Grainger Hall, home of UW-Madison's business school (UW-Madison photo/Jeff Miller)
Grainger Hall, home of UW-Madison's business school (UW-Madison photo/Jeff Miller)
Updated: Thursday, 05 Mar 2009, 3:31 PM CST
Published : Thursday, 05 Mar 2009, 3:31 PM CST
MADISON, Wis. (AP) - Proposed budget cuts would force the University of Wisconsin
System to cut academic programs and impede its plans to educate
more students and do more research, university officials warned
Thursday.
President Kevin Reilly said the Growth Agenda - a long-term
plan in which campuses boost enrollments, expand some academic
programs and improve research - would be slowed under Gov.

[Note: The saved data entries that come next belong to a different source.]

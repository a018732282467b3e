//! Payment webhook handler.

use std::sync::Arc;

use axum::body::Bytes;
use axum::extract::State;
use axum::http::HeaderMap;
use axum::Json;
use serde::Serialize;

use crate::error::ApiError;
use crate::ingest::{EventOutcome, SIGNATURE_HEADER};
use crate::state::AppState;

/// Webhook response.
#[derive(Debug, Serialize)]
pub struct WebhookResponse {
    /// Whether the webhook was accepted.
    pub received: bool,
}

/// Handle payment provider webhooks.
///
/// Verified events always answer 200, including duplicates and events for
/// unknown transactions, so the provider stops redelivering them.
pub async fn payment_webhook(
    State(state): State<Arc<AppState>>,
    headers: HeaderMap,
    body: Bytes,
) -> Result<Json<WebhookResponse>, ApiError> {
    let signature = headers
        .get(SIGNATURE_HEADER)
        .and_then(|v| v.to_str().ok());

    let outcome = state.ingest.apply_event(&body, signature).await?;

    match outcome {
        EventOutcome::Credited { .. } | EventOutcome::Ignored => {}
        EventOutcome::Duplicate { status } => {
            tracing::debug!(status = %status, "Webhook acknowledged as duplicate");
        }
        EventOutcome::UnknownTransaction => {
            tracing::debug!("Webhook acknowledged without a matching transaction");
        }
    }

    Ok(Json(WebhookResponse { received: true }))
}
// Core traits for pluggable backends
//
// These traits let the flows run against different environments:
// - In-memory implementations for tests and examples
// - Browser storage / host navigation in a real deployment
//
// Navigation is deliberately a trait: the gateway and the verification
// controller only ever *signal* a redirect target; performing it is the
// host's concern.

use std::sync::Arc;

/// Unauthenticated pages a flow can send the user to
#[derive(Debug, Clone, Copy, PartialEq, Eq)]
pub enum Route {
    /// The login page - the unauthenticated entry point
    Login,
    Signup,
    ForgotPassword,
}

impl Route {
    /// Path of the route in the host application
    pub fn path(&self) -> &'static str {
        match self {
            Route::Login => "/",
            Route::Signup => "/signup",
            Route::ForgotPassword => "/forgot-password",
        }
    }
}

/// String key/value storage tier
///
/// Implementations can be backed by browser local/session storage, a file,
/// or a plain map for tests. One instance backs exactly one tier; lifetime
/// (durable vs tab-scoped) is a property of the backing store, not of this
/// trait.
pub trait StorageBackend: Send + Sync {
    /// Read a value, absent if the key was never set or was removed
    fn get(&self, key: &str) -> Option<String>;

    /// Write a value
    fn set(&self, key: &str, value: &str);

    /// Remove a single key
    fn remove(&self, key: &str);

    /// Remove everything in this tier
    fn clear(&self);
}

impl<T: StorageBackend + ?Sized> StorageBackend for Arc<T> {
    fn get(&self, key: &str) -> Option<String> {
        (**self).get(key)
    }

    fn set(&self, key: &str, value: &str) {
        (**self).set(key, value)
    }

    fn remove(&self, key: &str) {
        (**self).remove(key)
    }

    fn clear(&self) {
        (**self).clear()
    }
}

/// Sink for involuntary redirects
///
/// Implementations can drive a router, or record routes for assertions.
pub trait Navigator: Send + Sync {
    /// Send the user to an unauthenticated page
    fn navigate(&self, route: Route);
}

impl<T: Navigator + ?Sized> Navigator for Arc<T> {
    fn navigate(&self, route: Route) {
        (**self).navigate(route)
    }
}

Jim
Doyle's budget.
He said the budget requires the system to cut $120 million,
or about as much as the state pays to educate 14,000 undergraduates
in one year. Campuses would have to transfer another $54 million in
revenue and savings from self-supported operations, such as
residence halls, to help balance the state budget.
"The cuts are real, and they are very challenging," Reilly
told the UW System Board of Regents. "Cuts of this magnitude will
certainly impact our plans to grow enrollments and may well hurt
the education our current students receive."

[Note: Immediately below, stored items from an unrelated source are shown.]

// OTP verification controller
//
// One controller per active challenge, driving both the signup-confirmation
// and forgot-password flows: fetch the server-authoritative expiry, run a
// 1 Hz countdown against it, gate resends, verify submitted codes and (reset
// flow) accept the new password.
//
// The countdown is a spawned task holding no state of its own; it mutates
// the shared flow state and is aborted whenever the flow leaves AwaitingCode
// or the controller is dropped. Banners and delayed redirects are scheduled
// tasks too, all owned here and aborted on teardown.

use std::sync::{Arc, Mutex};
use std::time::Duration;

use chrono::Utc;
use tokio::task::JoinHandle;

use taskpilot_core::challenge::{Challenge, ChallengePhase, VerificationFlow};
use taskpilot_core::store::SessionStore;
use taskpilot_core::traits::{Navigator, Route};
use taskpilot_core::validate::{validate_otp, validate_password, validate_password_match};

use crate::throttle::ResendThrottle;
use crate::verify::VerificationApi;

/// Resend unlocks when no more than this many seconds remain
const RESEND_WINDOW_SECS: i64 = 120;
/// Banners auto-dismiss after this long
const BANNER_TTL: Duration = Duration::from_secs(3);
/// Countdown tick
const TICK: Duration = Duration::from_secs(1);
/// Redirect delay after a completed signup verification
const SIGNUP_DONE_REDIRECT: Duration = Duration::from_millis(1500);
/// Redirect delay after a completed password reset
const RESET_DONE_REDIRECT: Duration = Duration::from_secs(2);
/// Redirect delay after the countdown elapses
const EXPIRED_REDIRECT: Duration = Duration::from_secs(2);
/// Redirect delay after a fatal flow error (expiry fetch, reset call)
const FAILURE_REDIRECT: Duration = Duration::from_millis(2500);

/// Point-in-time view of the flow for rendering
#[derive(Debug, Clone, PartialEq)]
pub struct FlowSnapshot {
    pub phase: ChallengePhase,
    /// Seconds left on the countdown
    pub remaining: i64,
    pub can_resend: bool,
    /// A request is in flight
    pub busy: bool,
    pub info: Option<String>,
    pub error: Option<String>,
}

impl FlowSnapshot {
    /// Countdown as `m:ss`
    pub fn countdown_display(&self) -> String {
        format!("{}:{:02}", self.remaining / 60, self.remaining % 60)
    }
}

#[derive(Debug)]
struct FlowState {
    phase: ChallengePhase,
    email: Option<String>,
    remaining: i64,
    can_resend: bool,
    busy: bool,
    info: Option<String>,
    info_gen: u64,
    error: Option<String>,
    error_gen: u64,
}

impl FlowState {
    fn new() -> Self {
        Self {
            phase: ChallengePhase::AwaitingCode,
            email: None,
            remaining: 0,
            can_resend: false,
            busy: false,
            info: None,
            info_gen: 0,
            error: None,
            error_gen: 0,
        }
    }

    fn snapshot(&self) -> FlowSnapshot {
        FlowSnapshot {
            phase: self.phase,
            remaining: self.remaining,
            can_resend: self.can_resend,
            busy: self.busy,
            info: self.info.clone(),
            error: self.error.clone(),
        }
    }
}

struct Inner {
    flow: VerificationFlow,
    api: Arc<dyn VerificationApi>,
    sessions: SessionStore,
    navigator: Arc<dyn Navigator>,
    throttle: ResendThrottle,
    state: Mutex<FlowState>,
    countdown: Mutex<Option<JoinHandle<()>>>,
    timers: Mutex<Vec<JoinHandle<()>>>,
}

/// Controller for one OTP verification challenge
///
/// Call `begin()` once after construction; it resolves the pending email,
/// fetches the authoritative expiry and starts the countdown. Dropping the
/// controller releases the countdown and every scheduled banner/redirect.
pub struct OtpController {
    inner: Arc<Inner>,
}

impl OtpController {
    /// Create a controller for the given flow
    pub fn new(
        flow: VerificationFlow,
        api: Arc<dyn VerificationApi>,
        sessions: SessionStore,
        navigator: Arc<dyn Navigator>,
    ) -> Self {
        Self {
            inner: Arc::new(Inner {
                flow,
                api,
                sessions,
                navigator,
                throttle: ResendThrottle::new(),
                state: Mutex::new(FlowState::new()),
                countdown: Mutex::new(None),
                timers: Mutex::new(Vec::new()),
            }),
        }
    }

    /// Enter the flow: resolve the pending email and load the expiry
    ///
    /// With no pending email there is nothing to verify; the user is sent
    /// straight back to the flow's entry page.
    pub async fn begin(&self) {
        let inner = &self.inner;
        let Some(email) = inner.sessions.challenge_email() else {
            tracing::info!(flow = %inner.flow, "no pending email; leaving flow");
            inner.lock_state().phase = ChallengePhase::Expired;
            inner.navigator.navigate(inner.flow.entry_route());
            return;
        };

        inner.lock_state().email = Some(email.clone());
        inner.load_expiry(&email).await;
    }

    /// Submit the emailed code
    pub async fn submit_code(&self, otp: &str) {
        let inner = &self.inner;
        let email = {
            let mut st = inner.lock_state();
            if st.phase != ChallengePhase::AwaitingCode || st.busy {
                return;
            }
            let Some(email) = st.email.clone() else {
                return;
            };
            st.busy = true;
            email
        };

        if let Err(err) = validate_otp(otp) {
            inner.lock_state().busy = false;
            inner.show_error(err.display_message());
            return;
        }

        let result = inner.api.verify_code(inner.flow, &email, otp.trim()).await;
        inner.lock_state().busy = false;

        match result {
            Ok(()) => {
                inner.lock_state().phase = ChallengePhase::Verified;
                if inner.flow.requires_new_credential() {
                    inner.lock_state().phase = ChallengePhase::AwaitingNewCredential;
                    tracing::info!(flow = %inner.flow, "code verified; awaiting new password");
                    inner.show_info("OTP verified. Set your new password.");
                } else {
                    inner.complete(
                        "OTP verified successfully. Redirecting to login...",
                        SIGNUP_DONE_REDIRECT,
                    );
                }
            }
            // A rejected code is not fatal: stay in AwaitingCode
            Err(err) => inner.show_error(err.display_message()),
        }
    }

    /// Ask for a fresh code
    ///
    /// A no-op while another resend is in flight. Outside the resend window
    /// the user is told to wait; on success the countdown restarts from the
    /// newly fetched authoritative expiry.
    pub async fn resend(&self) {
        let inner = &self.inner;
        {
            let st = inner.lock_state();
            if st.phase != ChallengePhase::AwaitingCode || st.busy {
                return;
            }
        }
        let Some(_permit) = inner.throttle.try_acquire() else {
            return;
        };

        let (can_resend, email) = {
            let st = inner.lock_state();
            (st.can_resend, st.email.clone())
        };
        if !can_resend {
            inner.show_error("Please wait before resending OTP.");
            return;
        }
        let Some(email) = email else {
            return;
        };

        {
            let mut st = inner.lock_state();
            st.can_resend = false;
            st.busy = true;
        }

        let result = inner.api.resend_code(inner.flow, &email).await;
        inner.lock_state().busy = false;

        match result {
            Ok(()) => {
                inner.show_info("New OTP sent to your email.");
                inner.load_expiry(&email).await;
            }
            // can_resend recomputes from the running countdown on the next tick
            Err(err) => inner.show_error(err.display_message()),
        }
        // permit drops here on every path
    }

    /// Set the new password (forgot-password flow only)
    ///
    /// Strength and match checks run before any network call. A failed reset
    /// call is fatal to the flow instance.
    pub async fn submit_new_password(&self, new_password: &str, confirm: &str) {
        let inner = &self.inner;
        let email = {
            let mut st = inner.lock_state();
            if st.phase != ChallengePhase::AwaitingNewCredential || st.busy {
                return;
            }
            let Some(email) = st.email.clone() else {
                return;
            };
            st.busy = true;
            email
        };

        if let Err(err) = validate_password(new_password)
            .and_then(|()| validate_password_match(new_password, confirm))
        {
            inner.lock_state().busy = false;
            inner.show_error(err.display_message());
            return;
        }

        let result = inner.api.reset_password(&email, new_password).await;
        inner.lock_state().busy = false;

        match result {
            Ok(()) => inner.complete(
                "Password reset successful. Redirecting to login...",
                RESET_DONE_REDIRECT,
            ),
            Err(err) => inner.fail_flow(err.display_message(), FAILURE_REDIRECT),
        }
    }

    /// Current view of the flow
    pub fn snapshot(&self) -> FlowSnapshot {
        self.inner.lock_state().snapshot()
    }

    /// Current phase
    pub fn phase(&self) -> ChallengePhase {
        self.inner.lock_state().phase
    }
}

impl Drop for OtpController {
    fn drop(&mut self) {
        self.inner.shutdown();
    }
}

impl Inner {
    fn lock_state(&self) -> std::sync::MutexGuard<'_, FlowState> {
        self.state.lock().expect("flow state lock poisoned")
    }

    /// Fetch the authoritative expiry and (re)start the countdown
    async fn load_expiry(self: &Arc<Self>, email: &str) {
        match self.api.otp_expiry(self.flow, email).await {
            Ok(expires_at) => {
                let challenge = Challenge::new(email, expires_at);
                let remaining = challenge.remaining_secs(Utc::now());
                tracing::debug!(flow = %self.flow, remaining, "expiry loaded");
                self.lock_state().phase = ChallengePhase::AwaitingCode;
                self.start_countdown(remaining);
                self.show_info("OTP has been sent to your email.");
            }
            Err(err) => self.fail_flow(err.display_message(), FAILURE_REDIRECT),
        }
    }

    fn start_countdown(self: &Arc<Self>, remaining: i64) {
        {
            let mut st = self.lock_state();
            st.remaining = remaining;
            st.can_resend = remaining > 0 && remaining <= RESEND_WINDOW_SECS;
        }
        self.abort_countdown();

        let inner = Arc::clone(self);
        let handle = tokio::spawn(async move {
            loop {
                tokio::time::sleep(TICK).await;
                let elapsed = {
                    let mut st = inner.lock_state();
                    if st.phase != ChallengePhase::AwaitingCode {
                        return;
                    }
                    st.remaining = (st.remaining - 1).max(0);
                    st.can_resend = st.remaining > 0 && st.remaining <= RESEND_WINDOW_SECS;
                    st.remaining == 0
                };
                if elapsed {
                    inner.countdown_elapsed();
                    return;
                }
            }
        });
        *self.countdown.lock().expect("countdown lock poisoned") = Some(handle);
    }

    fn countdown_elapsed(self: &Arc<Self>) {
        let message = match self.flow {
            VerificationFlow::Signup => "OTP expired. Redirecting to signup...",
            VerificationFlow::PasswordReset => "OTP expired. Redirecting to login...",
        };
        self.fail_flow(message, EXPIRED_REDIRECT);
    }

    /// Transition to Expired: the flow is dead and must be restarted from
    /// its entry page. At most one terminal transition ever happens.
    fn fail_flow(self: &Arc<Self>, message: impl Into<String>, delay: Duration) {
        if !self.enter_terminal(ChallengePhase::Expired) {
            return;
        }
        self.show_error(message.into());
        self.schedule_navigate(self.flow.entry_route(), delay);
    }

    /// Transition to Complete and head back to login
    fn complete(self: &Arc<Self>, message: &str, delay: Duration) {
        if !self.enter_terminal(ChallengePhase::Complete) {
            return;
        }
        self.show_info(message);
        self.schedule_navigate(Route::Login, delay);
    }

    /// Claim a terminal phase; false if one was already entered
    fn enter_terminal(self: &Arc<Self>, phase: ChallengePhase) -> bool {
        {
            let mut st = self.lock_state();
            if st.phase.is_terminal() {
                return false;
            }
            st.phase = phase;
            st.can_resend = false;
        }
        tracing::info!(flow = %self.flow, %phase, "flow finished");
        self.abort_countdown();
        self.sessions.clear_challenge_email();
        true
    }

    fn abort_countdown(&self) {
        if let Some(handle) = self.countdown.lock().expect("countdown lock poisoned").take() {
            handle.abort();
        }
    }

    fn schedule_navigate(self: &Arc<Self>, route: Route, delay: Duration) {
        let navigator = Arc::clone(&self.navigator);
        self.push_timer(tokio::spawn(async move {
            tokio::time::sleep(delay).await;
            navigator.navigate(route);
        }));
    }

    fn show_info(self: &Arc<Self>, message: impl Into<String>) {
        let generation = {
            let mut st = self.lock_state();
            st.info = Some(message.into());
            st.info_gen += 1;
            st.info_gen
        };
        let inner = Arc::clone(self);
        self.push_timer(tokio::spawn(async move {
            tokio::time::sleep(BANNER_TTL).await;
            let mut st = inner.lock_state();
            // A newer banner owns the slot now
            if st.info_gen == generation {
                st.info = None;
            }
        }));
    }

    fn show_error(self: &Arc<Self>, message: impl Into<String>) {
        let generation = {
            let mut st = self.lock_state();
            st.error = Some(message.into());
            st.error_gen += 1;
            st.error_gen
        };
        let inner = Arc::clone(self);
        self.push_timer(tokio::spawn(async move {
            tokio::time::sleep(BANNER_TTL).await;
            let mut st = inner.lock_state();
            if st.error_gen == generation {
                st.error = None;
            }
        }));
    }

    fn push_timer(&self, handle: JoinHandle<()>) {
        let mut timers = self.timers.lock().expect("timers lock poisoned");
        timers.retain(|h| !h.is_finished());
        timers.push(handle);
    }

    fn shutdown(&self) {
        self.abort_countdown();
        for handle in self.timers.lock().expect("timers lock poisoned").drain(..) {
            handle.abort();
        }
    }
}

University officials promised to lobby lawmakers and the
governor to have them restore some of the money. At the same time,
they praised Doyle's efforts to expand financial aid and set aside
$15 million to retain top faculty and staff.
The regents approved guidelines Thursday for campuses to
follow as they develop budget-cutting plans. They include merging
or eliminating unpopular or unnecessary academic programs, reducing
travel and hiring, and slowing down the Growth Agenda, which Reilly
has championed to increase the number of Wisconsin residents with
college degrees.
Growth Agenda plans include expanding research at
UW-Milwaukee, allowing UW-Eau Claire and UW-Stout to educate more
students in science and technology, establishing more nursing
programs, educating more adults through night classes and
increasing enrollment at UW-Oshkosh and UW-Green Bay.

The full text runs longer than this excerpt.